A new cookbook called “The Book of Lost Recipes” remembers classic dishes from long-gone hotels, iconic restaurants and roadside eateries of yesteryear. But the book is more than a collection of recipes. It also chronicles the evolution of American food culture, telling stories of how and why certain dishes and restaurants became popular when they did.
“A good restaurant, a restaurant that becomes famous or that a community cares about — it has to do with food, but it has to do with so much more,” said cookbook author Jaya Saxena, a writer for The Daily Dot. “The things people are driven to eat are influenced by the economy, politics, immigration trends and all kinds of other things.”
A recurring theme in the book, out this month from Page Street Publishing, is how immigrant chefs took ethnic food mainstream. There are recipes from establishments like Paoli’s Restaurant (Italian) in San Francisco, Ruby Chow’s (Chinese) in Seattle, and iconic Jewish delis like Ashkenaz’s in Chicago and Wolfie’s Rascal House in Miami.

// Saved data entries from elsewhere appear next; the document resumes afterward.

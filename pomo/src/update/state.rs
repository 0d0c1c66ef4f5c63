//! Persisted update bookkeeping: what the user skipped and when we may
//! bother them again. Stored as its own JSON file next to the app state.

use anyhow::{Context, Result};
use chrono::{DateTime, Duration, Utc};
use serde::{Deserialize, Serialize};
use std::fs;
use std::path::Path;

#[derive(Debug, Clone, Default, Serialize, Deserialize)]
#[serde(default)]
pub struct UpdateState {
    /// Release tag the user chose not to be prompted about again.
    pub skipped_version: Option<String>,
    /// "Remind me later" horizon; automatic checks are suppressed until then.
    pub next_check_not_before: Option<DateTime<Utc>>,
    /// When the last check attempt finished.
    pub last_check: Option<DateTime<Utc>>,
}

impl UpdateState {
    /// Load from disk; a missing or unreadable file yields the defaults.
    pub fn load(path: &Path) -> Self {
        match fs::read_to_string(path) {
            Ok(json) => serde_json::from_str(&json).unwrap_or_default(),
            Err(_) => Self::default(),
        }
    }

    pub fn save(&self, path: &Path) -> Result<()> {
        if let Some(parent) = path.parent() {
            fs::create_dir_all(parent)?;
        }
        let json = serde_json::to_string_pretty(self)?;
        fs::write(path, json)
            .with_context(|| format!("Failed to write update state to {:?}", path))?;
        Ok(())
    }

    pub fn defer_checks_for_hours(&mut self, hours: i64) {
        self.next_check_not_before = Some(Utc::now() + Duration::hours(hours));
    }

    pub fn mark_checked(&mut self) {
        self.last_check = Some(Utc::now());
    }

    /// True when `next_check_not_before` is unset or already behind us.
    pub fn check_window_open(&self, now: DateTime<Utc>) -> bool {
        match self.next_check_not_before {
            Some(not_before) => not_before <= now,
            None => true,
        }
    }

    /// True when the last check attempt is at least `hours` old, or none was
    /// ever recorded.
    pub fn check_is_stale(&self, hours: u32, now: DateTime<Utc>) -> bool {
        match self.last_check {
            Some(at) => now - at >= Duration::hours(i64::from(hours)),
            None => true,
        }
    }
}

#[cfg(test)]
mod tests {
    use super::*;

    fn temp_state_path(name: &str) -> std::path::PathBuf {
        let dir = std::env::temp_dir().join("pomo-test-update-state");
        let _ = fs::create_dir_all(&dir);
        dir.join(name)
    }

    #[test]
    fn missing_file_loads_defaults() {
        let state = UpdateState::load(Path::new("/nonexistent/pomo-update.json"));
        assert!(state.skipped_version.is_none());
        assert!(state.next_check_not_before.is_none());
        assert!(state.last_check.is_none());
    }

    #[test]
    fn round_trips_through_disk() {
        let path = temp_state_path("round-trip.json");
        let mut state = UpdateState::default();
        state.skipped_version = Some("1.3.0".to_string());
        state.defer_checks_for_hours(24);
        state.save(&path).unwrap();

        let restored = UpdateState::load(&path);
        assert_eq!(restored.skipped_version.as_deref(), Some("1.3.0"));
        assert!(restored.next_check_not_before.is_some());

        let _ = fs::remove_file(&path);
    }

    #[test]
    fn garbage_file_loads_defaults() {
        let path = temp_state_path("garbage.json");
        fs::write(&path, "not json at all").unwrap();
        let state = UpdateState::load(&path);
        assert!(state.skipped_version.is_none());
        let _ = fs::remove_file(&path);
    }

    #[test]
    fn check_window_respects_deferral() {
        let mut state = UpdateState::default();
        let now = Utc::now();
        assert!(state.check_window_open(now));

        state.defer_checks_for_hours(24);
        assert!(!state.check_window_open(now));
        assert!(state.check_window_open(now + Duration::hours(25)));
    }

    #[test]
    fn staleness_counts_from_last_check() {
        let mut state = UpdateState::default();
        let now = Utc::now();
        assert!(state.check_is_stale(24, now));

        state.mark_checked();
        assert!(!state.check_is_stale(24, now));
        assert!(state.check_is_stale(24, now + Duration::hours(25)));
    }
}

Celebrity culture gets its turn in the book, too, with recipes from Chasen’s, a West Hollywood joint that hosted the likes of Liz Taylor and Ronald Reagan, and The Pump Room in Chicago, which Frank Sinatra referenced in a song. Other dishes in the book were beloved by regular folk, like chicken soup and mac-and-cheese from Horn & Hardart’s, the famed automat.